Whenever a line below includes the string "into", show it.

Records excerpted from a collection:
....

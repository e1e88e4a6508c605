//! Static reference tables: cluster thresholds, six-axis anchors and
//! success-swing baselines.
//!
//! Loaded once and passed by reference into the classifier and scorers.
//! Nothing here is mutated after [`ReferenceData::validate`] succeeds.

use std::collections::{BTreeMap, HashSet};
use std::path::Path;

use serde::{Deserialize, Serialize};

use crate::classify::UNKNOWN_CLUSTER;
use crate::error::{AnalysisError, Result};
use crate::face_model::{FaceBaseline, FaceModelCoefficients};
use crate::six_axis::SixAxisStats;
use crate::swing::{ClubType, MeasureField};

const BUILTIN_REFERENCE: &str = include_str!("../data/reference.json");

/// Inclusive `[min, max]` range. Serialized as a two-element array.
#[derive(Debug, Clone, Copy, PartialEq, Serialize, Deserialize)]
#[serde(from = "[f64; 2]", into = "[f64; 2]")]
pub struct ValueRange {
    pub min: f64,
    pub max: f64,
}

impl ValueRange {
    pub fn new(min: f64, max: f64) -> Self {
        Self { min, max }
    }

    pub fn contains(&self, value: f64) -> bool {
        value >= self.min && value <= self.max
    }

    pub fn midpoint(&self) -> f64 {
        (self.min + self.max) / 2.0
    }
}

impl From<[f64; 2]> for ValueRange {
    fn from([min, max]: [f64; 2]) -> Self {
        Self { min, max }
    }
}

impl From<ValueRange> for [f64; 2] {
    fn from(range: ValueRange) -> Self {
        [range.min, range.max]
    }
}

/// A feature that distinguishes successful swings within a cluster.
#[derive(Debug, Clone, PartialEq, Serialize, Deserialize)]
pub struct SuccessFactor {
    pub feature: MeasureField,
    /// Share of the success model explained by this feature (0-1).
    pub importance: f64,
    pub median: f64,
}

#[derive(Debug, Clone, PartialEq, Serialize, Deserialize)]
#[serde(rename_all = "camelCase")]
pub struct ClusterDefinition {
    pub id: i32,
    pub name: String,
    #[serde(default)]
    pub overview: String,
    pub club_type: ClubType,
    pub ranges: BTreeMap<MeasureField, ValueRange>,
    #[serde(default)]
    pub success_factors: Vec<SuccessFactor>,
    /// Cluster-specific success baseline; the club-level one is used when absent.
    #[serde(default)]
    pub face_baseline: Option<FaceBaseline>,
}

#[derive(Debug, Clone, Default, PartialEq, Serialize, Deserialize)]
pub struct ClubBaselines {
    #[serde(rename = "D", default)]
    pub driver: Option<FaceBaseline>,
    #[serde(rename = "I", default)]
    pub iron: Option<FaceBaseline>,
}

impl ClubBaselines {
    pub fn for_club(&self, club: ClubType) -> Option<&FaceBaseline> {
        match club {
            ClubType::Driver => self.driver.as_ref(),
            ClubType::Iron => self.iron.as_ref(),
        }
    }
}

#[derive(Debug, Clone, Default, PartialEq, Serialize, Deserialize)]
#[serde(rename_all = "camelCase")]
pub struct ReferenceData {
    pub clusters: Vec<ClusterDefinition>,
    #[serde(default)]
    pub six_axis: SixAxisStats,
    #[serde(default)]
    pub baselines: ClubBaselines,
    #[serde(default)]
    pub face_model: FaceModelCoefficients,
}

impl ReferenceData {
    /// Tables compiled into the binary from `data/reference.json`.
    pub fn builtin() -> Result<Self> {
        Self::from_json_str(BUILTIN_REFERENCE)
    }

    pub fn from_path(path: impl AsRef<Path>) -> Result<Self> {
        let path = path.as_ref();
        let text = std::fs::read_to_string(path).map_err(|source| AnalysisError::ReferenceIo {
            path: path.to_path_buf(),
            source,
        })?;
        log::debug!("[REFERENCE] Loading tables from {}", path.display());
        Self::from_json_str(&text)
    }

    pub fn from_json_str(text: &str) -> Result<Self> {
        let data: ReferenceData = serde_json::from_str(text)?;
        data.validate()?;
        log::debug!(
            "[REFERENCE] {} clusters, {} driver axes, {} iron axes",
            data.clusters.len(),
            data.six_axis.driver.len(),
            data.six_axis.iron.len()
        );
        Ok(data)
    }

    /// Reject tables the classifier could silently misread.
    pub fn validate(&self) -> Result<()> {
        let mut seen = HashSet::new();
        for cluster in &self.clusters {
            if cluster.id == UNKNOWN_CLUSTER {
                return Err(AnalysisError::InvalidReference(format!(
                    "cluster '{}' uses the reserved id {}",
                    cluster.name, UNKNOWN_CLUSTER
                )));
            }
            if !seen.insert(cluster.id) {
                return Err(AnalysisError::InvalidReference(format!(
                    "duplicate cluster id {}",
                    cluster.id
                )));
            }
            // An empty range set would match every swing exactly
            if cluster.ranges.is_empty() {
                return Err(AnalysisError::InvalidReference(format!(
                    "cluster {} ('{}') has no feature ranges",
                    cluster.id, cluster.name
                )));
            }
            for (field, range) in &cluster.ranges {
                if !range.min.is_finite() || !range.max.is_finite() || range.min > range.max {
                    return Err(AnalysisError::InvalidReference(format!(
                        "cluster {} has an invalid range for {}: [{}, {}]",
                        cluster.id,
                        field.key(),
                        range.min,
                        range.max
                    )));
                }
            }
        }
        Ok(())
    }

    pub fn cluster(&self, id: i32) -> Option<&ClusterDefinition> {
        self.clusters.iter().find(|c| c.id == id)
    }

    /// Success baseline for a swing: the cluster's own if it has one,
    /// otherwise the club-level baseline.
    pub fn face_baseline(&self, cluster_id: i32, club: ClubType) -> Option<&FaceBaseline> {
        self.cluster(cluster_id)
            .and_then(|c| c.face_baseline.as_ref())
            .or_else(|| self.baselines.for_club(club))
    }
}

....

# SOLVED PROBLEM
//! Loaded once and passed by reference into the classifier and scorers.
#[serde(from = "[f64; 2]", into = "[f64; 2]")]
    /// Tables compiled into the binary from `data/reference.json`.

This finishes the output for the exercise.